BEGIN

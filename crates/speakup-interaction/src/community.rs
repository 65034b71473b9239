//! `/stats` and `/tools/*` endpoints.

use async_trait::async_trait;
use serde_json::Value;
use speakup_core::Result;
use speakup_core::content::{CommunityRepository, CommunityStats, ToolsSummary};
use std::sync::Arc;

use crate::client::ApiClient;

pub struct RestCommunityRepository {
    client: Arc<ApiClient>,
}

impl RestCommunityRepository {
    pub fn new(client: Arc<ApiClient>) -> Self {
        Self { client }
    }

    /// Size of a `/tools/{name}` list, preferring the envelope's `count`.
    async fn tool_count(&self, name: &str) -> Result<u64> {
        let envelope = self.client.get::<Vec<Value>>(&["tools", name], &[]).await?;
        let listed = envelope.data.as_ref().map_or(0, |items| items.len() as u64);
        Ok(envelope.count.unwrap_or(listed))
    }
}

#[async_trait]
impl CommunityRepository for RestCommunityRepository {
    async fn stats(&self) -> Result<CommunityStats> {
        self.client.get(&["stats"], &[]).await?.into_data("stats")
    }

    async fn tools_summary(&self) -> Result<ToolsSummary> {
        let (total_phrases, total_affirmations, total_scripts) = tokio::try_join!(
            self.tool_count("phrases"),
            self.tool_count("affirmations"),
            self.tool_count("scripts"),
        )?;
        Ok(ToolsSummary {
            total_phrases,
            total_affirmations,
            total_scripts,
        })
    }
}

END
BEGIN

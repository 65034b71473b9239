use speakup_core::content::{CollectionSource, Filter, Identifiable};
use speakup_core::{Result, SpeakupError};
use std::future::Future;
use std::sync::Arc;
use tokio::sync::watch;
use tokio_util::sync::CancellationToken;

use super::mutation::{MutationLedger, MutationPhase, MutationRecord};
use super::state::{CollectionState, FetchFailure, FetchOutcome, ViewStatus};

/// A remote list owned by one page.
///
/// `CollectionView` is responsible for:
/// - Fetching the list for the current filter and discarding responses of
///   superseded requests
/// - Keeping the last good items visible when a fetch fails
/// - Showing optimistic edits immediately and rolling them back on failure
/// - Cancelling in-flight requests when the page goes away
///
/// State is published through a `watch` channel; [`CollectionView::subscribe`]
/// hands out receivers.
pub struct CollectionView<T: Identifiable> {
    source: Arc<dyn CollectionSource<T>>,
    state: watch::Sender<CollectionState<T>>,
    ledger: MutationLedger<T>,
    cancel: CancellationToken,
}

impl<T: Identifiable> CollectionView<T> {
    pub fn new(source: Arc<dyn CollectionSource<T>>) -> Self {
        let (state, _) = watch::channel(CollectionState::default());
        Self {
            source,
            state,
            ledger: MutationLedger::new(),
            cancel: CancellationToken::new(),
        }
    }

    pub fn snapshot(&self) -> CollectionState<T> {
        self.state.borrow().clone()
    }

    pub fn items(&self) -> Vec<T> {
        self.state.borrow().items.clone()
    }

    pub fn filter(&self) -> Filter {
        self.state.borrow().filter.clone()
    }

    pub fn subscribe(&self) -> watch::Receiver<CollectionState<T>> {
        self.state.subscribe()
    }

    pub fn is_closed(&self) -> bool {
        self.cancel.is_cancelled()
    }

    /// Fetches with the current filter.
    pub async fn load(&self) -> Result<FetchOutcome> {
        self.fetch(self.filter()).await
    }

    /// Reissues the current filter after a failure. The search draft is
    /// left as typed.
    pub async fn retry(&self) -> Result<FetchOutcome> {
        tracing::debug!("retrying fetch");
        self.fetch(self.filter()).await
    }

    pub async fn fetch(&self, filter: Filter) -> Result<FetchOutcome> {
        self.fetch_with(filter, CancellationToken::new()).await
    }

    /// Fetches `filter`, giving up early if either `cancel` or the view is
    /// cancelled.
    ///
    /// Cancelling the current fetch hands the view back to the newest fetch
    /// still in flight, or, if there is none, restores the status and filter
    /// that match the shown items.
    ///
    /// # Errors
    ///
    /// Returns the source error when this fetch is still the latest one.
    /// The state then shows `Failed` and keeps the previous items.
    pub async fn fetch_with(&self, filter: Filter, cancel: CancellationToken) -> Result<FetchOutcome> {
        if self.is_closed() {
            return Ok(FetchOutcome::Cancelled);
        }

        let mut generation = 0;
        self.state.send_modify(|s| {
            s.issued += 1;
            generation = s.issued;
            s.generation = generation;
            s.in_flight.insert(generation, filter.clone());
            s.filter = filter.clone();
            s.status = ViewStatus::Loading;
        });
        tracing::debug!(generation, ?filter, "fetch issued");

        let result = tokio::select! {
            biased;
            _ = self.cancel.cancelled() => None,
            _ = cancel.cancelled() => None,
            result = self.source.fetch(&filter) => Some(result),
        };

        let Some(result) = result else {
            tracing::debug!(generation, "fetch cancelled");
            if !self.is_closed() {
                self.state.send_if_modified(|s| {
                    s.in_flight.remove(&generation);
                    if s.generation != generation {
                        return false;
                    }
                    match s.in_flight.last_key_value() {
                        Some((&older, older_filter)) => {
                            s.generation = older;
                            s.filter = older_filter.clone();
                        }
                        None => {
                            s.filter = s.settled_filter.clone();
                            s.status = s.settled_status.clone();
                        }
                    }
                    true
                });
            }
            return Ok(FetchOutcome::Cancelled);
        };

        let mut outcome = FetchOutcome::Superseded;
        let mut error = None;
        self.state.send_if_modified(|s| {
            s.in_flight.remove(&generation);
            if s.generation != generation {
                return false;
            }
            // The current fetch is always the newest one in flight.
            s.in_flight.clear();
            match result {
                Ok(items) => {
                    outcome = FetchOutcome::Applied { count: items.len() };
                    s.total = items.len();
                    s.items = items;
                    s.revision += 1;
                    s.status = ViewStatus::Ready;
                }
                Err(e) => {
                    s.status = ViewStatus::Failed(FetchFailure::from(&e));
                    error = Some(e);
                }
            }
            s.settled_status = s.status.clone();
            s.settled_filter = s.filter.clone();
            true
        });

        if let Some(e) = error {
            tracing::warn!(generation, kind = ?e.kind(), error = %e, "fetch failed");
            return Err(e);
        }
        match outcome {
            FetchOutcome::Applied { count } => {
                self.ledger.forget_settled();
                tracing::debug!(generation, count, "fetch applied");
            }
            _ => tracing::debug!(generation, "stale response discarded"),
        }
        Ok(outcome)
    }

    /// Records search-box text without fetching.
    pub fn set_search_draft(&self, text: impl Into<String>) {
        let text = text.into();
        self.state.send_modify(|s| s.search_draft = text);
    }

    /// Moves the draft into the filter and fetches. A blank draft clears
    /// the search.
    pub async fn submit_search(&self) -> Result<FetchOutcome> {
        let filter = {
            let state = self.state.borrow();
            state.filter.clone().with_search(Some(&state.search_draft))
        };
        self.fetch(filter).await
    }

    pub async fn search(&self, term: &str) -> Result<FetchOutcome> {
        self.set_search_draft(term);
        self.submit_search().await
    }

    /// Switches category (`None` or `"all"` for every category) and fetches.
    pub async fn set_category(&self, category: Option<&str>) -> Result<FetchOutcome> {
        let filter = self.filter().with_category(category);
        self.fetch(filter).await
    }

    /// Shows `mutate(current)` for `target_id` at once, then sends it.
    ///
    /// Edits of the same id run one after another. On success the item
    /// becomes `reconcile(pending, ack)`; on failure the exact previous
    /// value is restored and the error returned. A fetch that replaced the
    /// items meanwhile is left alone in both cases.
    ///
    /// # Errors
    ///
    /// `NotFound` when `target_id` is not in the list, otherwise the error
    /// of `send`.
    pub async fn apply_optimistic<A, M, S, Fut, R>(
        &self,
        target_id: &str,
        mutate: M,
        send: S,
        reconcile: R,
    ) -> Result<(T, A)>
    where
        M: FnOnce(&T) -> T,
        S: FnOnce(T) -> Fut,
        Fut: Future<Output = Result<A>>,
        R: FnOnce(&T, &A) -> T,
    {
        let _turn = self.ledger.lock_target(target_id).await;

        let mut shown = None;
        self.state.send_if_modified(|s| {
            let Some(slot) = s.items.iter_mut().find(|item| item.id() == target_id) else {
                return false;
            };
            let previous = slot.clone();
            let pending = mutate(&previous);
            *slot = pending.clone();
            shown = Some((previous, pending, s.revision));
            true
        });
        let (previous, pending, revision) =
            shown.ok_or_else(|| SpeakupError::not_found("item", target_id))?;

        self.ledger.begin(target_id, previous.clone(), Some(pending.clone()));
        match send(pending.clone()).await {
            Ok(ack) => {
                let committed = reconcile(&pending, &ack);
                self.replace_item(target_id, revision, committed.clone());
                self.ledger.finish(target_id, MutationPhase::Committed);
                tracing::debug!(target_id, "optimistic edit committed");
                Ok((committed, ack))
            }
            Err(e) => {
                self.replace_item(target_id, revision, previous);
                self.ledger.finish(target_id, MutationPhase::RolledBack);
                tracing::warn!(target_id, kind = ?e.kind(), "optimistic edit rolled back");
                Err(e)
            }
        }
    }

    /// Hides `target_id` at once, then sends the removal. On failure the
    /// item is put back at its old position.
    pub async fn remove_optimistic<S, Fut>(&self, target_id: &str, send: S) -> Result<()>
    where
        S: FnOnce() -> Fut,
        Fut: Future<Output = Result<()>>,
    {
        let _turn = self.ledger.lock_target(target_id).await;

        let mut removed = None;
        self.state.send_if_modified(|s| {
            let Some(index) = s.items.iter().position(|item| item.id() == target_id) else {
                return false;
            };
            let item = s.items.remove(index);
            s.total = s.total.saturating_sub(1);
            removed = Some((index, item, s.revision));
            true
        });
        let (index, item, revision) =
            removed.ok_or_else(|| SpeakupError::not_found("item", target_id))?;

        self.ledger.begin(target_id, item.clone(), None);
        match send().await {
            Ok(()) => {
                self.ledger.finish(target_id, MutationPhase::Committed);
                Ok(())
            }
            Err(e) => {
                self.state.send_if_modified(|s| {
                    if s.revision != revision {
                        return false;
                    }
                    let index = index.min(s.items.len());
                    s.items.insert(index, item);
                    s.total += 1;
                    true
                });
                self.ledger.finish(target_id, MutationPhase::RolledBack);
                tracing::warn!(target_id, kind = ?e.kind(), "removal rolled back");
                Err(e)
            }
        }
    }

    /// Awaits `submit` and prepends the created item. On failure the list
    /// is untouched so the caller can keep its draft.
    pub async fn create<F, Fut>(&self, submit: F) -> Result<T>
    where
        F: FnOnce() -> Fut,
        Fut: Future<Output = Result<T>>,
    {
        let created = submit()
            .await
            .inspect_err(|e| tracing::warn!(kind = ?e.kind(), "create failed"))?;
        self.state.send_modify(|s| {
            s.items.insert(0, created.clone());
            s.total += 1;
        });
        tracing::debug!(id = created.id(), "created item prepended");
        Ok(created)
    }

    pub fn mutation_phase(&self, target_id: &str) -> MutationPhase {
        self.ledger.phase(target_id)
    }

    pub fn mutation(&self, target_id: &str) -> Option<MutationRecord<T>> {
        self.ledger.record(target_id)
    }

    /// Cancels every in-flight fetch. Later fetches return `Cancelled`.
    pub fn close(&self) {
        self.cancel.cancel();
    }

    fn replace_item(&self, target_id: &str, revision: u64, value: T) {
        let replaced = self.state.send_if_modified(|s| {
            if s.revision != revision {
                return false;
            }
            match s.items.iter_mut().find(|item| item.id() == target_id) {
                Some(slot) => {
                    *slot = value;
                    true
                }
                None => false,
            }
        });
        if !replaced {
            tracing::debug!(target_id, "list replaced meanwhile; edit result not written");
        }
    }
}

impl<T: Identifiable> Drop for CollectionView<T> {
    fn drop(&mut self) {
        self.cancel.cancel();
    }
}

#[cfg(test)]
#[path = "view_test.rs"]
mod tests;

END
BEGIN

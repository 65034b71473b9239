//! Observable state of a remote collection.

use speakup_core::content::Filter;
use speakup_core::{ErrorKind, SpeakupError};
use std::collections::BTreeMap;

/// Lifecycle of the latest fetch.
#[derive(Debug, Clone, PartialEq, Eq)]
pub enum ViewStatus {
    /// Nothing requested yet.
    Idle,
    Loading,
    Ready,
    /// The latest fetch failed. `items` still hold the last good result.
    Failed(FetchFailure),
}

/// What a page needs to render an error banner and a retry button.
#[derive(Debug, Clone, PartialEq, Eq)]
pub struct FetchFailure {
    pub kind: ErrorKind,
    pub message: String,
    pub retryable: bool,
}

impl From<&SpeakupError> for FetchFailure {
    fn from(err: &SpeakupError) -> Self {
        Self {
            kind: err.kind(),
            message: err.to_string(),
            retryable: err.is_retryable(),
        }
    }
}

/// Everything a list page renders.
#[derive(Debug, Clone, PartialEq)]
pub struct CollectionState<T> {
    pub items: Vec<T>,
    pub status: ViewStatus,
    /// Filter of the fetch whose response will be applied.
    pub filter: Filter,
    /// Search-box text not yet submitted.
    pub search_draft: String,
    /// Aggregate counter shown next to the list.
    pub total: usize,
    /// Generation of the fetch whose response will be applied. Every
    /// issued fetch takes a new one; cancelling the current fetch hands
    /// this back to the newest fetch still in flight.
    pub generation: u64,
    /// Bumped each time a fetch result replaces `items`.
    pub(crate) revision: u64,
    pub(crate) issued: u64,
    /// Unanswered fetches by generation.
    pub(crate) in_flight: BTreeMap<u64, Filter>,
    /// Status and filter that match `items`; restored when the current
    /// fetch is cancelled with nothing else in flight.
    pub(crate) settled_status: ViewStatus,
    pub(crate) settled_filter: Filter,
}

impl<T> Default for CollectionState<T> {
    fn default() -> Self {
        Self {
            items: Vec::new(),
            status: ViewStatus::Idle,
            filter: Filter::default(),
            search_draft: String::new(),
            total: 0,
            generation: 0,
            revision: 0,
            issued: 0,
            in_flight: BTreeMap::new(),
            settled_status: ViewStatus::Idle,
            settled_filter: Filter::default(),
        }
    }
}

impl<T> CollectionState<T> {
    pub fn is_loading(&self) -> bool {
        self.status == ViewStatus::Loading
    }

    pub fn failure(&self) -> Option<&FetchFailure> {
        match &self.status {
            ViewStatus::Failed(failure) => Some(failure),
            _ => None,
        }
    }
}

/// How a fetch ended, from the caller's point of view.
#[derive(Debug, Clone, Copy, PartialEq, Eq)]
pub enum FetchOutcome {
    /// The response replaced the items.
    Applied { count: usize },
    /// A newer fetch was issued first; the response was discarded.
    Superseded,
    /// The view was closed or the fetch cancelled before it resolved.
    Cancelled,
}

END

The problem:
Search the listing for the string "shown". Copy each line where it is found.

Response for this exercise:
    /// that match the shown items.
        let mut shown = None;
            shown = Some((previous, pending, s.revision));
            shown.ok_or_else(|| SpeakupError::not_found("item", target_id))?;
    /// Aggregate counter shown next to the list.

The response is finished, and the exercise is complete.